__WHAT THE TASK REQUIRES__: Copy each line of the data below, character for character.

- - -

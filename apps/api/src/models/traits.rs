use serde::{Deserialize, Serialize};

/// Big Five personality vector. Every dimension lives in [1, 100].
#[derive(Debug, Clone, Copy, PartialEq, Eq, Serialize, Deserialize)]
pub struct PersonalityTraits {
    pub openness: u8,
    pub conscientiousness: u8,
    pub extraversion: u8,
    pub agreeableness: u8,
    pub neuroticism: u8,
}

pub const TRAIT_MIN: u8 = 1;
pub const TRAIT_MAX: u8 = 100;

impl PersonalityTraits {
    pub const fn new(
        openness: u8,
        conscientiousness: u8,
        extraversion: u8,
        agreeableness: u8,
        neuroticism: u8,
    ) -> Self {
        Self {
            openness,
            conscientiousness,
            extraversion,
            agreeableness,
            neuroticism,
        }
    }

    pub fn as_array(&self) -> [u8; 5] {
        [
            self.openness,
            self.conscientiousness,
            self.extraversion,
            self.agreeableness,
            self.neuroticism,
        ]
    }

    pub fn is_in_range(&self) -> bool {
        self.as_array()
            .iter()
            .all(|v| (TRAIT_MIN..=TRAIT_MAX).contains(v))
    }
}

/// Six cognitive scores, each in [1, 10]. Independent of personality.
#[derive(Debug, Clone, Copy, PartialEq, Eq, Serialize, Deserialize)]
pub struct CognitiveProfile {
    pub logical_reasoning: u8,
    pub creative_thinking: u8,
    pub social_intelligence: u8,
    pub abstract_reasoning: u8,
    pub verbal_communication: u8,
    pub quantitative_ability: u8,
}

impl CognitiveProfile {
    pub fn as_array(&self) -> [u8; 6] {
        [
            self.logical_reasoning,
            self.creative_thinking,
            self.social_intelligence,
            self.abstract_reasoning,
            self.verbal_communication,
            self.quantitative_ability,
        ]
    }
}

#[derive(Debug, Clone, Copy, PartialEq, Eq, Serialize, Deserialize)]
#[serde(rename_all = "snake_case")]
pub enum CommunicationStyle {
    Direct,
    Collaborative,
    Diplomatic,
    Analytical,
}

#[derive(Debug, Clone, Copy, PartialEq, Eq, Serialize, Deserialize)]
#[serde(rename_all = "snake_case")]
pub enum ConflictResolutionStyle {
    Collaborative,
    Competing,
    Accommodating,
    Avoiding,
}

impl ConflictResolutionStyle {
    pub const ALL: [ConflictResolutionStyle; 4] = [
        ConflictResolutionStyle::Collaborative,
        ConflictResolutionStyle::Competing,
        ConflictResolutionStyle::Accommodating,
        ConflictResolutionStyle::Avoiding,
    ];
}

#[derive(Debug, Clone, Copy, PartialEq, Eq, Serialize, Deserialize)]
#[serde(rename_all = "snake_case")]
pub enum TeamPlayerType {
    Leader,
    Collaborator,
    Specialist,
    Contributor,
}

#[derive(Debug, Clone, Copy, PartialEq, Eq, Serialize, Deserialize)]
#[serde(rename_all = "snake_case")]
pub enum WorkStyle {
    Methodical,
    Rapid,
    Iterative,
    Comprehensive,
}

impl WorkStyle {
    pub const ALL: [WorkStyle; 4] = [
        WorkStyle::Methodical,
        WorkStyle::Rapid,
        WorkStyle::Iterative,
        WorkStyle::Comprehensive,
    ];
}

/// `Comprehensive` only appears through the conscientiousness rule; the
/// ungated fallback draws from the four core styles.
#[derive(Debug, Clone, Copy, PartialEq, Eq, Serialize, Deserialize)]
#[serde(rename_all = "snake_case")]
pub enum DecisionMakingStyle {
    Analytical,
    Intuitive,
    Collaborative,
    Decisive,
    Comprehensive,
}

impl DecisionMakingStyle {
    pub const CORE: [DecisionMakingStyle; 4] = [
        DecisionMakingStyle::Analytical,
        DecisionMakingStyle::Intuitive,
        DecisionMakingStyle::Collaborative,
        DecisionMakingStyle::Decisive,
    ];
}

#[derive(Debug, Clone, Copy, PartialEq, Eq, Serialize, Deserialize)]
pub struct WorkBehaviorPatterns {
    pub communication_style: CommunicationStyle,
    pub conflict_resolution_style: ConflictResolutionStyle,
    pub team_player_type: TeamPlayerType,
    pub work_style: WorkStyle,
    pub decision_making_style: DecisionMakingStyle,
}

- - -

__RESPONSE FOR THIS EXERCISE__:
filename apps/api/src/models/traits.rs
use serde::{Deserialize, Serialize};

/// Big Five personality vector. Every dimension lives in [1, 100].
#[derive(Debug, Clone, Copy, PartialEq, Eq, Serialize, Deserialize)]
pub struct PersonalityTraits {
    pub openness: u8,
    pub conscientiousness: u8,
    pub extraversion: u8,
    pub agreeableness: u8,
    pub neuroticism: u8,
}

pub const TRAIT_MIN: u8 = 1;
pub const TRAIT_MAX: u8 = 100;

impl PersonalityTraits {
    pub const fn new(
        openness: u8,
        conscientiousness: u8,
        extraversion: u8,
        agreeableness: u8,
        neuroticism: u8,
    ) -> Self {
        Self {
            openness,
            conscientiousness,
            extraversion,
            agreeableness,
            neuroticism,
        }
    }

    pub fn as_array(&self) -> [u8; 5] {
        [
            self.openness,
            self.conscientiousness,
            self.extraversion,
            self.agreeableness,
            self.neuroticism,
        ]
    }

    pub fn is_in_range(&self) -> bool {
        self.as_array()
            .iter()
            .all(|v| (TRAIT_MIN..=TRAIT_MAX).contains(v))
    }
}

/// Six cognitive scores, each in [1, 10]. Independent of personality.
#[derive(Debug, Clone, Copy, PartialEq, Eq, Serialize, Deserialize)]
pub struct CognitiveProfile {
    pub logical_reasoning: u8,
    pub creative_thinking: u8,
    pub social_intelligence: u8,
    pub abstract_reasoning: u8,
    pub verbal_communication: u8,
    pub quantitative_ability: u8,
}

impl CognitiveProfile {
    pub fn as_array(&self) -> [u8; 6] {
        [
            self.logical_reasoning,
            self.creative_thinking,
            self.social_intelligence,
            self.abstract_reasoning,
            self.verbal_communication,
            self.quantitative_ability,
        ]
    }
}

#[derive(Debug, Clone, Copy, PartialEq, Eq, Serialize, Deserialize)]
#[serde(rename_all = "snake_case")]
pub enum CommunicationStyle {
    Direct,
    Collaborative,
    Diplomatic,
    Analytical,
}

#[derive(Debug, Clone, Copy, PartialEq, Eq, Serialize, Deserialize)]
#[serde(rename_all = "snake_case")]
pub enum ConflictResolutionStyle {
    Collaborative,
    Competing,
    Accommodating,
    Avoiding,
}

impl ConflictResolutionStyle {
    pub const ALL: [ConflictResolutionStyle; 4] = [
        ConflictResolutionStyle::Collaborative,
        ConflictResolutionStyle::Competing,
        ConflictResolutionStyle::Accommodating,
        ConflictResolutionStyle::Avoiding,
    ];
}

#[derive(Debug, Clone, Copy, PartialEq, Eq, Serialize, Deserialize)]
#[serde(rename_all = "snake_case")]
pub enum TeamPlayerType {
    Leader,
    Collaborator,
    Specialist,
    Contributor,
}

#[derive(Debug, Clone, Copy, PartialEq, Eq, Serialize, Deserialize)]
#[serde(rename_all = "snake_case")]
pub enum WorkStyle {
    Methodical,
    Rapid,
    Iterative,
    Comprehensive,
}

impl WorkStyle {
    pub const ALL: [WorkStyle; 4] = [
        WorkStyle::Methodical,
        WorkStyle::Rapid,
        WorkStyle::Iterative,
        WorkStyle::Comprehensive,
    ];
}

/// `Comprehensive` only appears through the conscientiousness rule; the
/// ungated fallback draws from the four core styles.
#[derive(Debug, Clone, Copy, PartialEq, Eq, Serialize, Deserialize)]
#[serde(rename_all = "snake_case")]
pub enum DecisionMakingStyle {
    Analytical,
    Intuitive,
    Collaborative,
    Decisive,
    Comprehensive,
}

impl DecisionMakingStyle {
    pub const CORE: [DecisionMakingStyle; 4] = [
        DecisionMakingStyle::Analytical,
        DecisionMakingStyle::Intuitive,
        DecisionMakingStyle::Collaborative,
        DecisionMakingStyle::Decisive,
    ];
}

#[derive(Debug, Clone, Copy, PartialEq, Eq, Serialize, Deserialize)]
pub struct WorkBehaviorPatterns {
    pub communication_style: CommunicationStyle,
    pub conflict_resolution_style: ConflictResolutionStyle,
    pub team_player_type: TeamPlayerType,
    pub work_style: WorkStyle,
    pub decision_making_style: DecisionMakingStyle,
}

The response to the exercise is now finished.